[Available data]
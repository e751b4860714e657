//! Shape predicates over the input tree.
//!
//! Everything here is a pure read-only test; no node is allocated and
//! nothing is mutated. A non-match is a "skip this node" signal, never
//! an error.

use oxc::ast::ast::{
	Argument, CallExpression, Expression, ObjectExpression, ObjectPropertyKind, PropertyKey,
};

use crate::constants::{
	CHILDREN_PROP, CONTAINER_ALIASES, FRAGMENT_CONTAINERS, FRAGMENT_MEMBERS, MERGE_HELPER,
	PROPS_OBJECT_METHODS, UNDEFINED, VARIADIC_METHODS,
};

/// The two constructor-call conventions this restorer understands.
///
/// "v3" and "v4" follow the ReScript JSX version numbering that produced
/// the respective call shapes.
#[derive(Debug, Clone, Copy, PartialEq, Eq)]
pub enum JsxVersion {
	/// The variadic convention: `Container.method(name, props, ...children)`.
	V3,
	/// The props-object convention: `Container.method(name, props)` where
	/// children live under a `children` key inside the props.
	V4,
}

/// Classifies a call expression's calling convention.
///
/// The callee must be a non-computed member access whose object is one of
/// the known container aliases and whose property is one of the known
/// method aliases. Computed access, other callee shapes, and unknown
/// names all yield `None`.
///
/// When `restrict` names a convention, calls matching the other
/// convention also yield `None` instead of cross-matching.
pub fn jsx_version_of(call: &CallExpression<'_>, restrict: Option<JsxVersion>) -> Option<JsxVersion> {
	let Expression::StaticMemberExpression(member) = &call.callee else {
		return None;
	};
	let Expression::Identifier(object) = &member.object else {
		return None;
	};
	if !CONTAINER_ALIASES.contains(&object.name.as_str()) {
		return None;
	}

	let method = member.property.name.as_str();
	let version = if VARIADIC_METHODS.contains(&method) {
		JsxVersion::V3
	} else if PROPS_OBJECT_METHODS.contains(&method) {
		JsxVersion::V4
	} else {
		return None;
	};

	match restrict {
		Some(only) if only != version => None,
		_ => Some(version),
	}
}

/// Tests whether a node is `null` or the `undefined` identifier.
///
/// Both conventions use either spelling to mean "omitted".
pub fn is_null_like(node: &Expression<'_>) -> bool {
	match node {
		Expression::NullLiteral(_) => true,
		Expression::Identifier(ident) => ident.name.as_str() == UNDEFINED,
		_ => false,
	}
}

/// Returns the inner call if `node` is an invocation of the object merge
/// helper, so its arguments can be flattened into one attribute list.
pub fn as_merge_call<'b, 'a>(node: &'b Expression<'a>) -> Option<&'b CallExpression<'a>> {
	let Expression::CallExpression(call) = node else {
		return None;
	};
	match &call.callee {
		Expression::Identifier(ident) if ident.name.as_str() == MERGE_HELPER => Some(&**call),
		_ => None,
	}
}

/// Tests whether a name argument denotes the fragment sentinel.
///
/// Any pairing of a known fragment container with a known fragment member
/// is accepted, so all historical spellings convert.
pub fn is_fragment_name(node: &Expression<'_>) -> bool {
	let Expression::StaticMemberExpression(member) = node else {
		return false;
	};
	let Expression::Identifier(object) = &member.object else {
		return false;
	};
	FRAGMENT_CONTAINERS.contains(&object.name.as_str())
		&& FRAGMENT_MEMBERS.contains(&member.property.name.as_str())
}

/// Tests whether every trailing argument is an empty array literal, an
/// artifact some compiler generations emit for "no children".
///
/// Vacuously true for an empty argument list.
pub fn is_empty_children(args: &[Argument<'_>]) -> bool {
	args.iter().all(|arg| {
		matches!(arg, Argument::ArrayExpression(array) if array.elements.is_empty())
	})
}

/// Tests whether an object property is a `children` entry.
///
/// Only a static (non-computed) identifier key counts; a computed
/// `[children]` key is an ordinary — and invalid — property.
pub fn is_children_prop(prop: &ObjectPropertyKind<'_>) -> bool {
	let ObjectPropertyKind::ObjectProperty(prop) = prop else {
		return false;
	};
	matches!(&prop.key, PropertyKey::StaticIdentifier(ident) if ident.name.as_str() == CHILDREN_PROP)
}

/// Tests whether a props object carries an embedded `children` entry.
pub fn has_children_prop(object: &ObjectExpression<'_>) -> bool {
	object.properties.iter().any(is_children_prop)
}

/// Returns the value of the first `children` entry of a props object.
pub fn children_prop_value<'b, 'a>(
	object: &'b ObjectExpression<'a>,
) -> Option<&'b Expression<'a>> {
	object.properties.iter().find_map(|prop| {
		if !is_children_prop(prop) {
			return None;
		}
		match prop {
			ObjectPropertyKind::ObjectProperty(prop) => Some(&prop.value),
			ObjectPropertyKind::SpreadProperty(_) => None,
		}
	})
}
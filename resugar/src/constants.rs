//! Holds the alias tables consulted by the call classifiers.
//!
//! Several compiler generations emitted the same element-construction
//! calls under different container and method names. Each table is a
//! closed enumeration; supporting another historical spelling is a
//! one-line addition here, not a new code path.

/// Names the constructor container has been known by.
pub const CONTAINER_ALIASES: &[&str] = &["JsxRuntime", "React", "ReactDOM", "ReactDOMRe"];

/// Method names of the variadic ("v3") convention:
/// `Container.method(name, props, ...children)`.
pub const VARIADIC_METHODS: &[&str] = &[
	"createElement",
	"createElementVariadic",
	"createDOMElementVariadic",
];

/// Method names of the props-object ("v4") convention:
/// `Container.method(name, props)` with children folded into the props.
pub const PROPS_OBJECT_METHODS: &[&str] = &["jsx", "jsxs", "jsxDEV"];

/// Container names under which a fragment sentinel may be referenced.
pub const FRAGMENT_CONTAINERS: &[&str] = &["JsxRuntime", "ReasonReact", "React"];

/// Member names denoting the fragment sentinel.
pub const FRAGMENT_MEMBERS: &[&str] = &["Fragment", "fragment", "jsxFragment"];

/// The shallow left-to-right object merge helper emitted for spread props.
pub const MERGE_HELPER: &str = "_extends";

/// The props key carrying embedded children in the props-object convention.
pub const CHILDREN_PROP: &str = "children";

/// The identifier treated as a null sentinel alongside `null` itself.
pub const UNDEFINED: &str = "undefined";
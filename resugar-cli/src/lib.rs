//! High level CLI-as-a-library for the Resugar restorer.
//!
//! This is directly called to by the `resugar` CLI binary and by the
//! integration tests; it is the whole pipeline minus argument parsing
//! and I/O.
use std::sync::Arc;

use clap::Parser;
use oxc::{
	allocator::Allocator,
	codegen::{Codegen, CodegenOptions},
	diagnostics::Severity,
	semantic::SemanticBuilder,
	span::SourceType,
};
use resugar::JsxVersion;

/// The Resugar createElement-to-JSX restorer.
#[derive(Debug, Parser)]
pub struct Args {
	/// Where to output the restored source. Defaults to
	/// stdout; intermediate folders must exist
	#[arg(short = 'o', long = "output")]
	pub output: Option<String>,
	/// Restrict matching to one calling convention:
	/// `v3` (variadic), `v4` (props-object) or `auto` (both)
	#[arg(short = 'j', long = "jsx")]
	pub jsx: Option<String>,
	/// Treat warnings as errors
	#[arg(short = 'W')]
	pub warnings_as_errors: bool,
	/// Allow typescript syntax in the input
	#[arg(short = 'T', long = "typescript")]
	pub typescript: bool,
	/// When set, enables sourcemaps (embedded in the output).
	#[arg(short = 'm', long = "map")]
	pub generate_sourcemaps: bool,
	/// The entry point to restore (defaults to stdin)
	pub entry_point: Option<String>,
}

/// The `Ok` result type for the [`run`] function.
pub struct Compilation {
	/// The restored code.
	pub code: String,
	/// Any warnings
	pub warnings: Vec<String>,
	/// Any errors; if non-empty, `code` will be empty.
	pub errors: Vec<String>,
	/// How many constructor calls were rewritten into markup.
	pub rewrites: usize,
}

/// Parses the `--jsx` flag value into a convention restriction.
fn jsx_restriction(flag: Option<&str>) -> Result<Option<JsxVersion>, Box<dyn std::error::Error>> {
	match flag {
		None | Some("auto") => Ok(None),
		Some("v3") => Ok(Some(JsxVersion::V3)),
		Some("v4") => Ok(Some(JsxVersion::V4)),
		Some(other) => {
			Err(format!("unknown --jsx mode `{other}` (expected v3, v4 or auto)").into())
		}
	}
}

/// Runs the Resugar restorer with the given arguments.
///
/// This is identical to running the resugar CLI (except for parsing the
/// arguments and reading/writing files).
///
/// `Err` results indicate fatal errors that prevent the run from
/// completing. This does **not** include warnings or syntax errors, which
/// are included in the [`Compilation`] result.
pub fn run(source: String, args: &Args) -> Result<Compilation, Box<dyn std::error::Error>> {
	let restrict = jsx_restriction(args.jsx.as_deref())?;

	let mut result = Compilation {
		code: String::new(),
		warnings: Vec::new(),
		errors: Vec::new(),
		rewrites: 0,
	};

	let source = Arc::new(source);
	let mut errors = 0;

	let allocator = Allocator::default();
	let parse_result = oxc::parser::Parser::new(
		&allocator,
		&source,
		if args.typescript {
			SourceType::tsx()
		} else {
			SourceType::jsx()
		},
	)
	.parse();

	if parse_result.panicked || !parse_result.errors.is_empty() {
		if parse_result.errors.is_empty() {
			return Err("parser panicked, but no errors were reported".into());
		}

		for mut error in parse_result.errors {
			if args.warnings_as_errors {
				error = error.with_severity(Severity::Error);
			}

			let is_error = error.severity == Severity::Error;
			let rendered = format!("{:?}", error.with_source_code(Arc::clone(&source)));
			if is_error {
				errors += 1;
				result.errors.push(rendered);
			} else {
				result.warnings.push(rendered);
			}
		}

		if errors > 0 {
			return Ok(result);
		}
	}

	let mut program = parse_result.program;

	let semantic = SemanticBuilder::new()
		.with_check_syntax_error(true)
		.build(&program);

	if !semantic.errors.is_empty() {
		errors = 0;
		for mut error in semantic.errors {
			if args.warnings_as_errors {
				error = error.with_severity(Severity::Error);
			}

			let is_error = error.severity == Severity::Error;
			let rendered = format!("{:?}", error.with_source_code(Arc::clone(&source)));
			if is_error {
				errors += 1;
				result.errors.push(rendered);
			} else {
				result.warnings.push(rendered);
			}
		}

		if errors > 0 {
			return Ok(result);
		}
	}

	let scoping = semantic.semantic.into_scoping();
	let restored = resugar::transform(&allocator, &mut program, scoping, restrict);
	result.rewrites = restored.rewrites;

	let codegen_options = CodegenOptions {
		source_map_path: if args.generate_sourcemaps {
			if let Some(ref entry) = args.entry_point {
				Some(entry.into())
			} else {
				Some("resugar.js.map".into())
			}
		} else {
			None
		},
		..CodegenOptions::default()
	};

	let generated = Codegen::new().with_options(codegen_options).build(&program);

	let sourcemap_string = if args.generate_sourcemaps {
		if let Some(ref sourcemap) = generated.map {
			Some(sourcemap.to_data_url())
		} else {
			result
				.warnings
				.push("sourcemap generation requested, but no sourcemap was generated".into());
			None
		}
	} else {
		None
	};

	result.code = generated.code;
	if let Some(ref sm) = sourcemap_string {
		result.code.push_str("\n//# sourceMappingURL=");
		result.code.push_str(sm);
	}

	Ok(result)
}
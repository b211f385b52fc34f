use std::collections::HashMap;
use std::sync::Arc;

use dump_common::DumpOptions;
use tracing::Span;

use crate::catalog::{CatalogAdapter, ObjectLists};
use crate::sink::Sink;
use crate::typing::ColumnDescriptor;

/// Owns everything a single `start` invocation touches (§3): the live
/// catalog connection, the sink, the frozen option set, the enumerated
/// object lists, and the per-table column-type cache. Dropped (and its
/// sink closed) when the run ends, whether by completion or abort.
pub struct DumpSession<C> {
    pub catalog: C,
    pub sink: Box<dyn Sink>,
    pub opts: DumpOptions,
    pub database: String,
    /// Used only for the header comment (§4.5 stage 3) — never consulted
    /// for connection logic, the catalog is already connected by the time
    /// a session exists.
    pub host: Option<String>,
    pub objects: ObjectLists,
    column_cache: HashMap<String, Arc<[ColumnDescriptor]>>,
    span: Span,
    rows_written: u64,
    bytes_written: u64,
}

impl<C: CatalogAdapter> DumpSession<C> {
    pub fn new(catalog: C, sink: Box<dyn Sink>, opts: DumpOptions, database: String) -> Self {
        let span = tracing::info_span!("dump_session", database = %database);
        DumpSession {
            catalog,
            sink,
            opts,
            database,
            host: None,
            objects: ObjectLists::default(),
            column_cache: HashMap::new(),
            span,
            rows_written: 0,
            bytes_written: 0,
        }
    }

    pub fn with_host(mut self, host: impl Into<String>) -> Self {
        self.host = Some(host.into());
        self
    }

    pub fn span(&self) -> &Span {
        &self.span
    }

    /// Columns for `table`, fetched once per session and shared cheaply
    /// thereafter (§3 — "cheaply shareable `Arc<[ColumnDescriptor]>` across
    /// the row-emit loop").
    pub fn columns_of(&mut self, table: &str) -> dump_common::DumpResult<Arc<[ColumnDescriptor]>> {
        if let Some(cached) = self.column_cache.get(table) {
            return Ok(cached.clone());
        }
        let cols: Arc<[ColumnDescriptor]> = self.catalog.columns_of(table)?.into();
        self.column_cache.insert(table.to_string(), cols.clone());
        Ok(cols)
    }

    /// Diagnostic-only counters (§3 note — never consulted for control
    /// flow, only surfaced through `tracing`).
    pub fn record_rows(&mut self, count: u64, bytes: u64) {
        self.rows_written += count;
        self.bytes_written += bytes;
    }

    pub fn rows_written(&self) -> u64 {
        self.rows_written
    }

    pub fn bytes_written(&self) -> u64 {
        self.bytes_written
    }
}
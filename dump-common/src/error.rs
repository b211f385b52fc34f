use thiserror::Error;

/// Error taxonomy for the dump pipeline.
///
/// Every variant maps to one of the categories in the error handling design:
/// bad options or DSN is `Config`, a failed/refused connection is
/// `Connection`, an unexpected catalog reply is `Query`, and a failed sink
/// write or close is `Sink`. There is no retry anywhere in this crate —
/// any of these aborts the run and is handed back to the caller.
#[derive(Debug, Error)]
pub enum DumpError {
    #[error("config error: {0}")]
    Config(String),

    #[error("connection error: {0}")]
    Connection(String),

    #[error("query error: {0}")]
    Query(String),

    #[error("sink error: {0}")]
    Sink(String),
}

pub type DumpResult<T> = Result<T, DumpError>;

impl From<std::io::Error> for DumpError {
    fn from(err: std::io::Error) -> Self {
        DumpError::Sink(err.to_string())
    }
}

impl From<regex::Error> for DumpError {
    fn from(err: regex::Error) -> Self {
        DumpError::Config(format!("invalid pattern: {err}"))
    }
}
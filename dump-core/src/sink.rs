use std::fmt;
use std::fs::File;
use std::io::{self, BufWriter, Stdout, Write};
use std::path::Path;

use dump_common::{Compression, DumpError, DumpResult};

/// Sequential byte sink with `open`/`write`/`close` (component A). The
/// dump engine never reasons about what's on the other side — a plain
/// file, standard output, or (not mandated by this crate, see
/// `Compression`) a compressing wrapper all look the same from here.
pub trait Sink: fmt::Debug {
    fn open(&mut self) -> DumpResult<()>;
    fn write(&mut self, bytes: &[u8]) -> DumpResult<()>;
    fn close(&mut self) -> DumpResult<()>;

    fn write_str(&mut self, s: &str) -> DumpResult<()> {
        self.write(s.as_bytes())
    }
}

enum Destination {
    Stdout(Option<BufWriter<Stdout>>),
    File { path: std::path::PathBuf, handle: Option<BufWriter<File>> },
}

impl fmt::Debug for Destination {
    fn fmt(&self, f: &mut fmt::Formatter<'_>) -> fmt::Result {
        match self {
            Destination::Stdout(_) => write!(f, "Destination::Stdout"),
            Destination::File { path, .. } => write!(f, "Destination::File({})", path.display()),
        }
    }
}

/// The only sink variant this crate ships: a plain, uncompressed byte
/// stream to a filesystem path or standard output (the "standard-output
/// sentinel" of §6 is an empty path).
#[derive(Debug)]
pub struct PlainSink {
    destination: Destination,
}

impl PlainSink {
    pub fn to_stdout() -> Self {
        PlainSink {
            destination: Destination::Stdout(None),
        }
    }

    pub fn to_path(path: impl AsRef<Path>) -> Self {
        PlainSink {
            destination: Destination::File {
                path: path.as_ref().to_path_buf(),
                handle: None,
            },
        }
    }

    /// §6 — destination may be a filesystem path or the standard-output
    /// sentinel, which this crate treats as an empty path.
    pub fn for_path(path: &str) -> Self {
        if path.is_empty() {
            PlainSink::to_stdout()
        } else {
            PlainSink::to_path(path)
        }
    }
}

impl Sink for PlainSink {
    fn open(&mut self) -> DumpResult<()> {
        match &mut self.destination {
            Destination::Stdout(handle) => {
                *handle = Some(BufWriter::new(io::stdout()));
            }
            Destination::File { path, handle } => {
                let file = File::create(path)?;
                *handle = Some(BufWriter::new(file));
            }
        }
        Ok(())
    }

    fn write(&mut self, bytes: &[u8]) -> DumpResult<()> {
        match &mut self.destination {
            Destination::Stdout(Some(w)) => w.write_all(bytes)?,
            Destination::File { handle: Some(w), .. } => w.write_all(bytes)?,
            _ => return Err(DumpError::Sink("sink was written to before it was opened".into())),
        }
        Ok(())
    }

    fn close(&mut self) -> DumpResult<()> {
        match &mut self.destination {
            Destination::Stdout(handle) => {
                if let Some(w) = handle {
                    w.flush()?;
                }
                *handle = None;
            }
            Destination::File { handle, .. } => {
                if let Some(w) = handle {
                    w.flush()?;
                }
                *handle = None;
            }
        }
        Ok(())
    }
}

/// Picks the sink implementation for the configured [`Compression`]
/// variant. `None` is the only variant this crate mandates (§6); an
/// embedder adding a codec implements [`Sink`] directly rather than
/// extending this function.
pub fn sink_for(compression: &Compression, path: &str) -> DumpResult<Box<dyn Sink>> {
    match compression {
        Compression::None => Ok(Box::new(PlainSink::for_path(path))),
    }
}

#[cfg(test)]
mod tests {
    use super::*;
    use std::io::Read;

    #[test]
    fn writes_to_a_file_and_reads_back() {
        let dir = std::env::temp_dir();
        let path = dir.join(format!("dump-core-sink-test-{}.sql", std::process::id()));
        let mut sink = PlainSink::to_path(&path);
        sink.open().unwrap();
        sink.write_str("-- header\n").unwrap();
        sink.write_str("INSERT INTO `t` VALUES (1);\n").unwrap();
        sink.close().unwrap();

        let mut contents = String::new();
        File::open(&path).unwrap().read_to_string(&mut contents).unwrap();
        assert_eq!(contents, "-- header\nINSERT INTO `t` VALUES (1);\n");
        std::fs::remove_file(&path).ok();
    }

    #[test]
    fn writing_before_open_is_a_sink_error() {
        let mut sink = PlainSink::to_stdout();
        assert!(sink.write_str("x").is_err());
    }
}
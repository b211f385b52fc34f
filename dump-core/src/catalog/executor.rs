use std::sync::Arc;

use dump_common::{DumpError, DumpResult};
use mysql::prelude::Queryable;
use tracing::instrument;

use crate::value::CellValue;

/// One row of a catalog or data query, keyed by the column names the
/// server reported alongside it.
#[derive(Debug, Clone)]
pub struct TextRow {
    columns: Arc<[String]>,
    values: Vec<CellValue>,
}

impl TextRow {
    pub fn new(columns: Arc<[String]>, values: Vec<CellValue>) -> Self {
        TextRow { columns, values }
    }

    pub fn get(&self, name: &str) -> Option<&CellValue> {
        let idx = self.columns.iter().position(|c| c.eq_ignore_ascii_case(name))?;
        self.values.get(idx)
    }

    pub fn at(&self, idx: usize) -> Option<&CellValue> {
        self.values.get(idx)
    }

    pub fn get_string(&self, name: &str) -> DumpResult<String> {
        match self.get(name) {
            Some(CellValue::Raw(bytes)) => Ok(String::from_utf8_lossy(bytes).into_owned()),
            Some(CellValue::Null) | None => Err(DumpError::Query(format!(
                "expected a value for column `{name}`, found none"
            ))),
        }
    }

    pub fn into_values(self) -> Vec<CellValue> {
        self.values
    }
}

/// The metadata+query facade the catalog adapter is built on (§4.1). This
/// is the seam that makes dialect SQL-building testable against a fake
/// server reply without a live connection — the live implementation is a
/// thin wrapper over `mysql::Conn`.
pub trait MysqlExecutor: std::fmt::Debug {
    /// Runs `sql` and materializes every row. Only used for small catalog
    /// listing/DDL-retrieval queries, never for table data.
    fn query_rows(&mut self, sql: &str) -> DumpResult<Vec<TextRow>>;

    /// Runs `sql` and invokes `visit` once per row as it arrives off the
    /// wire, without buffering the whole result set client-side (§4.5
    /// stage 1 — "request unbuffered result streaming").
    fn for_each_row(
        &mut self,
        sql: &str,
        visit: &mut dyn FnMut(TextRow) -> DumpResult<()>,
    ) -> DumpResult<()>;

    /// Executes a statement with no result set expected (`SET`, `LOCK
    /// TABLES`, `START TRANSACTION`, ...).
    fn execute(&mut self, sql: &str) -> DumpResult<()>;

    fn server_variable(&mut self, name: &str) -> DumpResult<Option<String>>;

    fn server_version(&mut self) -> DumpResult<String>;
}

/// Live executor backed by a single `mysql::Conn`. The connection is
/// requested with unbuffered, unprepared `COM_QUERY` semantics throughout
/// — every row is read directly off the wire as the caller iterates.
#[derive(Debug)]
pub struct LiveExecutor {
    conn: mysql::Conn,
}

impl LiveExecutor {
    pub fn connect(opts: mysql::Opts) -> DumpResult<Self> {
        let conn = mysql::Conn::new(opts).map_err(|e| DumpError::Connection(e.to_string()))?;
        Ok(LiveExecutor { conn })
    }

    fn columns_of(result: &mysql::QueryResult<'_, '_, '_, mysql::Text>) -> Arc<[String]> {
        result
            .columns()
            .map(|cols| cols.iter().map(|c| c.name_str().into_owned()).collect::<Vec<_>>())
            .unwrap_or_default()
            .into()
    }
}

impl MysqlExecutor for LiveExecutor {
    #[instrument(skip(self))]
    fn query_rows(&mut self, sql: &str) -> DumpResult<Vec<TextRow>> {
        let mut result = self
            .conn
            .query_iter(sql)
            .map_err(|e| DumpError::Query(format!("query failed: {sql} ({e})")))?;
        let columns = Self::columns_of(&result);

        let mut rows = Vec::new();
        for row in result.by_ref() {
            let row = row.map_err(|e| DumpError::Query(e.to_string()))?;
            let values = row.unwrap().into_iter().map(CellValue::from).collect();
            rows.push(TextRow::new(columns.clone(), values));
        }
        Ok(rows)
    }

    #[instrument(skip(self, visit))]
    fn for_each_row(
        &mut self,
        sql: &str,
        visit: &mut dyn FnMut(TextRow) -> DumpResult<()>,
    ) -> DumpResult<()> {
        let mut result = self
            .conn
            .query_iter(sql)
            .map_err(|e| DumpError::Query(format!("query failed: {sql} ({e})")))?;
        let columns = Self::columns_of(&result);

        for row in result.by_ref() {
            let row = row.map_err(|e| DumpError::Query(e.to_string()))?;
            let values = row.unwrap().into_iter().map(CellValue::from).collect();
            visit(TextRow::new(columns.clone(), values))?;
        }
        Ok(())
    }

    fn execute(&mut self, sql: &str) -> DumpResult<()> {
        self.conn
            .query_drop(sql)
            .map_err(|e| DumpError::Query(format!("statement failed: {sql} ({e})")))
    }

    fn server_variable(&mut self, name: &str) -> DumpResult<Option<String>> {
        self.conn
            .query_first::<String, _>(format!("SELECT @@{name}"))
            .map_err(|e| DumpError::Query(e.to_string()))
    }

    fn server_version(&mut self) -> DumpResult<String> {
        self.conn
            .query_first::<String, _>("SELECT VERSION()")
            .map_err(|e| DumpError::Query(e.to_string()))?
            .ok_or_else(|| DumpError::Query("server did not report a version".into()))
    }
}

[Task statement] Where in the records above does the word "embedded" appear? Copy each line that holds it.

[Finished exercise]
/// Tests whether a props object carries an embedded `children` entry.
/// The props key carrying embedded children in the props-object convention.
	/// When set, enables sourcemaps (embedded in the output).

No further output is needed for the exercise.